[Saved data entries]

=-=-=-=-=

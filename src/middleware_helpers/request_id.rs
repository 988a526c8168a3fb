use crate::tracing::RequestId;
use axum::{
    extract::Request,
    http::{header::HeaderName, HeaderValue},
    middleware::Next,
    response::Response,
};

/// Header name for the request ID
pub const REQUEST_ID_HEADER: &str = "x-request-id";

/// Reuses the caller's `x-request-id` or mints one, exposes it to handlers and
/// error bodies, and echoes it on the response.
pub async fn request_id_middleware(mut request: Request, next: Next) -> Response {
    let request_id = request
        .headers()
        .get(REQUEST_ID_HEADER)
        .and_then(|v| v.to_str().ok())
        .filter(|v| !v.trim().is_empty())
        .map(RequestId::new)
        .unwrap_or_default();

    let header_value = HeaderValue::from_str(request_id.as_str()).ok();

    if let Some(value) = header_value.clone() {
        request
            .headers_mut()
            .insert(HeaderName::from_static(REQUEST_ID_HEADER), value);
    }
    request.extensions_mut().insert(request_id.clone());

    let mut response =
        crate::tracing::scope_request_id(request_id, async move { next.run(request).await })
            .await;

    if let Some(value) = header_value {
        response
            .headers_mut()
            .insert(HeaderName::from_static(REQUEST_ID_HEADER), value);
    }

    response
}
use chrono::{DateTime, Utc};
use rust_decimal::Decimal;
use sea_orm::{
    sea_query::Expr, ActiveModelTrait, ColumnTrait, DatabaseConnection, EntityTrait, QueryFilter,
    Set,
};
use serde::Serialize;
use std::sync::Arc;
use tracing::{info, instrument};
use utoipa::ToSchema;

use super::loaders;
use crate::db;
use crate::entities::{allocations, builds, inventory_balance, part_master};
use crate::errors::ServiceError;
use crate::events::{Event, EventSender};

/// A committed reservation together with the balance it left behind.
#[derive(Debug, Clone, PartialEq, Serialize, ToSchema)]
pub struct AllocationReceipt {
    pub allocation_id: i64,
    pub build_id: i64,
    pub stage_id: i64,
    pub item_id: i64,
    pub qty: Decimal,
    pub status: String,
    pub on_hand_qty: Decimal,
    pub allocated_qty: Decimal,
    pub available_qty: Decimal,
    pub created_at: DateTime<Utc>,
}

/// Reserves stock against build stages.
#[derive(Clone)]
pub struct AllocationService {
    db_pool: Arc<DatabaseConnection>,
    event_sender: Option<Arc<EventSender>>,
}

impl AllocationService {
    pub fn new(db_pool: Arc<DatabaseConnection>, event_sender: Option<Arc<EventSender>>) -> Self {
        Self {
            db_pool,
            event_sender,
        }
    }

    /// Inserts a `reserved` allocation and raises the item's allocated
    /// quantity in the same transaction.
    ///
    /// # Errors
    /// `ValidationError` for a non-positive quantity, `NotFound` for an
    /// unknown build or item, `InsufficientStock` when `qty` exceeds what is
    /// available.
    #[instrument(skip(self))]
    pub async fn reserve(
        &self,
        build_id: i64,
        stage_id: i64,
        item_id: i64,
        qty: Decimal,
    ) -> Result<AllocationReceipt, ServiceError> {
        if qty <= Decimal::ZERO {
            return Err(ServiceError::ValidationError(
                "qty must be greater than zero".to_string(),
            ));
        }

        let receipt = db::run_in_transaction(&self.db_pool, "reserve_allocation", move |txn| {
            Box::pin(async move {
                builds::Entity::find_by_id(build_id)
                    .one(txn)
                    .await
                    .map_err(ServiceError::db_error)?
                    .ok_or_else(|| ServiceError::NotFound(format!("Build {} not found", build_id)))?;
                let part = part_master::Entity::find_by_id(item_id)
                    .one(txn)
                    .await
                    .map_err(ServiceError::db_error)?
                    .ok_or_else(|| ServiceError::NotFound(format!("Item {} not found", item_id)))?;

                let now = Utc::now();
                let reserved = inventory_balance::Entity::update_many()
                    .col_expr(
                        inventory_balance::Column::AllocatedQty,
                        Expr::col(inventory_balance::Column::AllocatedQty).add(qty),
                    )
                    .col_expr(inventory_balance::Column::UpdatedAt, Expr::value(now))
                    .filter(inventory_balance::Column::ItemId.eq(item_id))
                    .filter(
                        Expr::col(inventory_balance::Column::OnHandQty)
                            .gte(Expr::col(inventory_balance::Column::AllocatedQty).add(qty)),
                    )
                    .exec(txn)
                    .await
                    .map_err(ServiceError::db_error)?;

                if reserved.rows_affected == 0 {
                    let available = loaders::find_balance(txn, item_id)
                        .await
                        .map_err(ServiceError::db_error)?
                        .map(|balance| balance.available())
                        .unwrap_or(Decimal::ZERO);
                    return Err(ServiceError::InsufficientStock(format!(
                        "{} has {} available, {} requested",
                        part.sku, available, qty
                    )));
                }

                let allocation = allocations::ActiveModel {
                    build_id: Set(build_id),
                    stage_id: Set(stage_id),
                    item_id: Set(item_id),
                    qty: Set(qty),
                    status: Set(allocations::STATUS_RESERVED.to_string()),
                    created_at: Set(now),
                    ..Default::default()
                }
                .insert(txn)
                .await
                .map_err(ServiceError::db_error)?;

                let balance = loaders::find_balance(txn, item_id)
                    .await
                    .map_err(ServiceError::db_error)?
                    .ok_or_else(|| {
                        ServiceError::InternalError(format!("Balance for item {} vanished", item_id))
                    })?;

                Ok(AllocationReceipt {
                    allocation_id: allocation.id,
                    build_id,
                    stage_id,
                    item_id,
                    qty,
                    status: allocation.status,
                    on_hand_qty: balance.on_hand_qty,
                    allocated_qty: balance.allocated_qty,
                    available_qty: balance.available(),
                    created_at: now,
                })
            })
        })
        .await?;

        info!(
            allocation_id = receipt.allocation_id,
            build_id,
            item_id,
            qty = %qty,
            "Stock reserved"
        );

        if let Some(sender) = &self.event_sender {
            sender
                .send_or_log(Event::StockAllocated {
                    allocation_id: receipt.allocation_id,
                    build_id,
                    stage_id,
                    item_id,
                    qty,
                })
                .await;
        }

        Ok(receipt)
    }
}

=-=-=-=-=

_Task prompt:_
All of the entries above are to be printed again exactly.

_Solution to this exercise:_
filename src/middleware_helpers/request_id.rs
repository 988a526c8168a3fb
use crate::tracing::RequestId;
use axum::{
    extract::Request,
    http::{header::HeaderName, HeaderValue},
    middleware::Next,
    response::Response,
};

/// Header name for the request ID
pub const REQUEST_ID_HEADER: &str = "x-request-id";

/// Reuses the caller's `x-request-id` or mints one, exposes it to handlers and
/// error bodies, and echoes it on the response.
pub async fn request_id_middleware(mut request: Request, next: Next) -> Response {
    let request_id = request
        .headers()
        .get(REQUEST_ID_HEADER)
        .and_then(|v| v.to_str().ok())
        .filter(|v| !v.trim().is_empty())
        .map(RequestId::new)
        .unwrap_or_default();

    let header_value = HeaderValue::from_str(request_id.as_str()).ok();

    if let Some(value) = header_value.clone() {
        request
            .headers_mut()
            .insert(HeaderName::from_static(REQUEST_ID_HEADER), value);
    }
    request.extensions_mut().insert(request_id.clone());

    let mut response =
        crate::tracing::scope_request_id(request_id, async move { next.run(request).await })
            .await;

    if let Some(value) = header_value {
        response
            .headers_mut()
            .insert(HeaderName::from_static(REQUEST_ID_HEADER), value);
    }

    response
}
use chrono::{DateTime, Utc};
use rust_decimal::Decimal;
use sea_orm::{
    sea_query::Expr, ActiveModelTrait, ColumnTrait, DatabaseConnection, EntityTrait, QueryFilter,
    Set,
};
use serde::Serialize;
use std::sync::Arc;
use tracing::{info, instrument};
use utoipa::ToSchema;

use super::loaders;
use crate::db;
use crate::entities::{allocations, builds, inventory_balance, part_master};
use crate::errors::ServiceError;
use crate::events::{Event, EventSender};

/// A committed reservation together with the balance it left behind.
#[derive(Debug, Clone, PartialEq, Serialize, ToSchema)]
pub struct AllocationReceipt {
    pub allocation_id: i64,
    pub build_id: i64,
    pub stage_id: i64,
    pub item_id: i64,
    pub qty: Decimal,
    pub status: String,
    pub on_hand_qty: Decimal,
    pub allocated_qty: Decimal,
    pub available_qty: Decimal,
    pub created_at: DateTime<Utc>,
}

/// Reserves stock against build stages.
#[derive(Clone)]
pub struct AllocationService {
    db_pool: Arc<DatabaseConnection>,
    event_sender: Option<Arc<EventSender>>,
}

impl AllocationService {
    pub fn new(db_pool: Arc<DatabaseConnection>, event_sender: Option<Arc<EventSender>>) -> Self {
        Self {
            db_pool,
            event_sender,
        }
    }

    /// Inserts a `reserved` allocation and raises the item's allocated
    /// quantity in the same transaction.
    ///
    /// # Errors
    /// `ValidationError` for a non-positive quantity, `NotFound` for an
    /// unknown build or item, `InsufficientStock` when `qty` exceeds what is
    /// available.
    #[instrument(skip(self))]
    pub async fn reserve(
        &self,
        build_id: i64,
        stage_id: i64,
        item_id: i64,
        qty: Decimal,
    ) -> Result<AllocationReceipt, ServiceError> {
        if qty <= Decimal::ZERO {
            return Err(ServiceError::ValidationError(
                "qty must be greater than zero".to_string(),
            ));
        }

        let receipt = db::run_in_transaction(&self.db_pool, "reserve_allocation", move |txn| {
            Box::pin(async move {
                builds::Entity::find_by_id(build_id)
                    .one(txn)
                    .await
                    .map_err(ServiceError::db_error)?
                    .ok_or_else(|| ServiceError::NotFound(format!("Build {} not found", build_id)))?;
                let part = part_master::Entity::find_by_id(item_id)
                    .one(txn)
                    .await
                    .map_err(ServiceError::db_error)?
                    .ok_or_else(|| ServiceError::NotFound(format!("Item {} not found", item_id)))?;

                let now = Utc::now();
                let reserved = inventory_balance::Entity::update_many()
                    .col_expr(
                        inventory_balance::Column::AllocatedQty,
                        Expr::col(inventory_balance::Column::AllocatedQty).add(qty),
                    )
                    .col_expr(inventory_balance::Column::UpdatedAt, Expr::value(now))
                    .filter(inventory_balance::Column::ItemId.eq(item_id))
                    .filter(
                        Expr::col(inventory_balance::Column::OnHandQty)
                            .gte(Expr::col(inventory_balance::Column::AllocatedQty).add(qty)),
                    )
                    .exec(txn)
                    .await
                    .map_err(ServiceError::db_error)?;

                if reserved.rows_affected == 0 {
                    let available = loaders::find_balance(txn, item_id)
                        .await
                        .map_err(ServiceError::db_error)?
                        .map(|balance| balance.available())
                        .unwrap_or(Decimal::ZERO);
                    return Err(ServiceError::InsufficientStock(format!(
                        "{} has {} available, {} requested",
                        part.sku, available, qty
                    )));
                }

                let allocation = allocations::ActiveModel {
                    build_id: Set(build_id),
                    stage_id: Set(stage_id),
                    item_id: Set(item_id),
                    qty: Set(qty),
                    status: Set(allocations::STATUS_RESERVED.to_string()),
                    created_at: Set(now),
                    ..Default::default()
                }
                .insert(txn)
                .await
                .map_err(ServiceError::db_error)?;

                let balance = loaders::find_balance(txn, item_id)
                    .await
                    .map_err(ServiceError::db_error)?
                    .ok_or_else(|| {
                        ServiceError::InternalError(format!("Balance for item {} vanished", item_id))
                    })?;

                Ok(AllocationReceipt {
                    allocation_id: allocation.id,
                    build_id,
                    stage_id,
                    item_id,
                    qty,
                    status: allocation.status,
                    on_hand_qty: balance.on_hand_qty,
                    allocated_qty: balance.allocated_qty,
                    available_qty: balance.available(),
                    created_at: now,
                })
            })
        })
        .await?;

        info!(
            allocation_id = receipt.allocation_id,
            build_id,
            item_id,
            qty = %qty,
            "Stock reserved"
        );

        if let Some(sender) = &self.event_sender {
            sender
                .send_or_log(Event::StockAllocated {
                    allocation_id: receipt.allocation_id,
                    build_id,
                    stage_id,
                    item_id,
                    qty,
                })
                .await;
        }

        Ok(receipt)
    }
}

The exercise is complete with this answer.